Run the simulation with optional arguments:

./build/monty_hall_problem_hip.out [--stay | --switch] [--iterations=N] [--doors=N]

--stay Use the "stay" strategy (default: "switch")
--switch Use the "switch" strategy
--iterations=N Run N iterations (default: 100,000,000)
--doors=N Use N doors (default: 3, minimum: 3, maximum: 128)

Example:

./build/monty_hall_problem_hip.out --switch --iterations=10000000 --doors=10

Output

The program prints device info, memory usage, kernel configuration, and simulation results:

Monty Hall Problem:
    HIP Device Count: 1
    Device 0: AMD Radeon RX 6900 XT
        Compute Capability: ------------ = 10.3
        Total Global Memory: ----------- = 17163091968
        Shared Memory per Block: ------- = 65536
        Registers per Block: ----------- = 65536
        Warp Size: --------------------- = 32
        Max Threads per Block: --------- = 1024
        Max Threads Dimension: --------- = (1024, 1024, 1024)
        Max Grid Size: ----------------- = (2147483647, 65536, 65536)
        Clock Rate: -------------------- = 2660000
        Total Constant Memory: --------- = 2147483647
        Multiprocessor Count: ---------- = 40
        L2 Cache Size: ----------------- = 4194304
        Max Threads per Multiprocessor:  = 2048
        Unified Addressing: ------------ = 0
        Memory Clock Rate: ------------- = 1000000
        Memory Bus Width: -------------- = 256
        Peak Memory Bandwidth: --------- = 64.000000

====================================================================
    Using GPU 0
    Total GPU memory allocated: 4.47 GB
    threadBlocks:               {97657, 1, 1} blocks.
    threadsInBlock:             1024 threads.
    Total number of threads:    100000768
    deviceCount:                1

Monty Hall Problem Results:
   Strategy:            Switch
   Doors:               3
   Total Iterations:    100000000
   Wins:                66662211
   Losses:              33337789
   Win Rate:            66.662%
   Loss Rate:           33.338%

Total runtime: 698.46 ms

Troubleshooting

Out of Memory: If you request more iterations or doors than your GPU memory can handle, the program will warn you and may fail.

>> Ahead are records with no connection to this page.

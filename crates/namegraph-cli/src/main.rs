//! namegraph CLI - Command-line interface
//!
//! Usage:
//!   namegraph extract <epub> <txt>
//!   namegraph names [--text <txt>] [--offset N] [--top N]
//!   namegraph graph --level sentence|paragraph [--json | --name NAME]
//!   namegraph serve [--host H] [--port P]

use std::path::PathBuf;

use anyhow::Context;
use clap::{Args, Parser, Subcommand};
use namegraph_core::{AppConfig, SegmentLevel};
use namegraph_extractor::{extract_names_from_file, read_text_from, RuleBasedNer};

#[derive(Parser)]
#[command(name = "namegraph")]
#[command(about = "Name co-occurrence networks from e-books")]
#[command(version)]
struct Cli {
    /// TOML configuration file
    #[arg(short, long, global = true, env = "NAMEGRAPH_CONFIG")]
    config: Option<PathBuf>,

    #[command(subcommand)]
    command: Commands,
}

/// Analysis input overrides shared by `names` and `graph`
#[derive(Args)]
struct AnalysisArgs {
    /// Plain-text file to analyse
    #[arg(long)]
    text: Option<PathBuf>,
    /// Lines to skip before analysis
    #[arg(long)]
    offset: Option<usize>,
    /// Number of subjects of interest
    #[arg(long)]
    top: Option<usize>,
}

impl AnalysisArgs {
    fn apply(&self, config: &mut AppConfig) {
        if let Some(text) = &self.text {
            config.input.text_path = text.clone();
        }
        if let Some(offset) = self.offset {
            config.analysis.start_line = offset;
        }
        if let Some(top) = self.top {
            config.analysis.top_n = top;
        }
    }
}

#[derive(Subcommand)]
enum Commands {
    /// Convert an EPUB container to paragraph-delimited plain text
    Extract {
        /// E-book to read
        epub: PathBuf,
        /// Text file to write (overwritten)
        output: PathBuf,
    },
    /// Rank person names by frequency
    Names {
        #[command(flatten)]
        analysis: AnalysisArgs,
    },
    /// Print a co-occurrence graph
    Graph {
        /// Segment level: sentence or paragraph
        #[arg(long, default_value = "sentence")]
        level: SegmentLevel,
        /// Print diagram elements as JSON instead of an edge list
        #[arg(long)]
        json: bool,
        /// Only list the co-occurrences of this name
        #[arg(long, conflicts_with = "json")]
        name: Option<String>,
        #[command(flatten)]
        analysis: AnalysisArgs,
    },
    /// Run the analysis and serve the dashboard
    Serve {
        /// Host to bind to
        #[arg(long)]
        host: Option<String>,
        /// Port to listen on
        #[arg(long)]
        port: Option<u16>,
    },
}

#[tokio::main(flavor = "current_thread")]
async fn main() -> anyhow::Result<()> {
    let cli = Cli::parse();

    let mut config = AppConfig::load(cli.config.as_deref()).context("loading configuration")?;
    namegraph_api::init_tracing(&config.logging);

    match cli.command {
        Commands::Extract { epub, output } => {
            let doc = namegraph_parser::convert_to_text(&epub, &output)
                .with_context(|| format!("extracting {}", epub.display()))?;
            tracing::debug!(
                parts = doc.sections.len(),
                paragraphs = doc.paragraph_count(),
                "Converted {}",
                epub.display()
            );
            println!("Text successfully extracted to {}", output.display());
        }
        Commands::Names { analysis } => {
            analysis.apply(&mut config);
            let recognizer = RuleBasedNer::from_config(&config.model, &config.names)?;
            let table = extract_names_from_file(
                &config.input.text_path,
                config.analysis.start_line,
                &recognizer,
                &config.names,
            )?;
            tracing::info!("{} distinct names, {} mentions", table.len(), table.total());

            for (rank, (name, count)) in table.most_common(config.analysis.top_n).iter().enumerate() {
                println!("{:>3}. {:<32} {}", rank + 1, name, count);
            }
        }
        Commands::Graph {
            level,
            json,
            name,
            analysis,
        } => {
            analysis.apply(&mut config);
            let recognizer = RuleBasedNer::from_config(&config.model, &config.names)?;
            let text = read_text_from(&config.input.text_path, config.analysis.start_line)?;
            let analysis = namegraph_extractor::analyze_text(
                &text,
                &config.analysis,
                &config.names,
                &recognizer,
            )?;
            let graph = analysis.graph(level);

            if json {
                println!("{}", serde_json::to_string_pretty(&graph.to_elements())?);
            } else if let Some(name) = name {
                let neighbors = graph.neighbors(&name);
                if neighbors.is_empty() {
                    tracing::warn!("{} has no co-occurrences at {}", name, level.display_name());
                }
                for (other, weight) in neighbors {
                    println!("{} ↔ {} (Weight: {})", name, other, weight);
                }
            } else {
                println!(
                    "{}: {} nodes, {} edges",
                    level.display_name(),
                    graph.node_count(),
                    graph.edge_count()
                );
                let mut edges = graph.edges();
                edges.sort_by(|a, b| b.weight.cmp(&a.weight));
                for edge in edges {
                    println!("{} ↔ {} (Weight: {})", edge.source, edge.target, edge.weight);
                }
            }
        }
        Commands::Serve { host, port } => {
            if let Some(host) = host {
                config.server.host = host;
            }
            if let Some(port) = port {
                config.server.port = port;
            }
            tracing::info!("Starting dashboard server on {}", config.server.bind_addr());
            namegraph_api::serve(config).await?;
        }
    }

    Ok(())
}
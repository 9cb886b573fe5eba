//! Diagram element descriptors
//!
//! Serialized in the `{ nodes: [{ data }], edges: [{ data }] }` shape that
//! Cytoscape.js accepts directly as `elements`.

use serde::{Deserialize, Serialize};

use crate::WeightedEdge;

/// Wrapper matching the widget's `{ "data": ... }` element shape
#[derive(Debug, Clone, PartialEq, Eq, Serialize, Deserialize)]
pub struct Element<T> {
    pub data: T,
}

impl<T> Element<T> {
    pub fn new(data: T) -> Self {
        Self { data }
    }
}

/// Node identity and display label
#[derive(Debug, Clone, PartialEq, Eq, Serialize, Deserialize)]
pub struct NodeData {
    pub id: String,
    pub label: String,
}

impl NodeData {
    /// A node labelled with its own identity
    pub fn new(name: impl Into<String>) -> Self {
        let name = name.into();
        Self {
            label: name.clone(),
            id: name,
        }
    }
}

/// Endpoint pair and co-occurrence weight
#[derive(Debug, Clone, PartialEq, Eq, Serialize, Deserialize)]
pub struct EdgeData {
    pub source: String,
    pub target: String,
    pub weight: u32,
}

impl From<WeightedEdge> for EdgeData {
    fn from(edge: WeightedEdge) -> Self {
        Self {
            source: edge.source,
            target: edge.target,
            weight: edge.weight,
        }
    }
}

/// All elements of one diagram
#[derive(Debug, Clone, Default, PartialEq, Eq, Serialize, Deserialize)]
pub struct GraphElements {
    pub nodes: Vec<Element<NodeData>>,
    pub edges: Vec<Element<EdgeData>>,
}

impl GraphElements {
    pub fn len(&self) -> usize {
        self.nodes.len() + self.edges.len()
    }

    pub fn is_empty(&self) -> bool {
        self.nodes.is_empty() && self.edges.is_empty()
    }
}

Reduce the number of iterations or doors.
Grid Size Exceeded: If you request more blocks than your GPU supports, the program will warn you and exit. Reduce the number of iterations or increase threadsPerBlock if possible.
Invalid Door Count: The number of doors must be between 3 and 128. The program will warn you and use the default if you specify an invalid value.
No HIP Device Found: Ensure your system has a supported AMD or NVIDIA GPU and that ROCm is installed correctly.

Analysis

To analyze the results, you can use the provided plot.py script. The plot below shows the cumulative win rate for each strategy as observed in a simulation (not theoretical values), converging toward the expected probabilities as more iterations are performed.

Requirements for Analysis

Python 3.x

Analysis Script

Generate an SVG file with the plot:

chmod +x generate_plot.sh
./generate_plot.sh

Performance

The Monty Hall simulation is trivially parallelizable, making it a great candidate for GPU acceleration.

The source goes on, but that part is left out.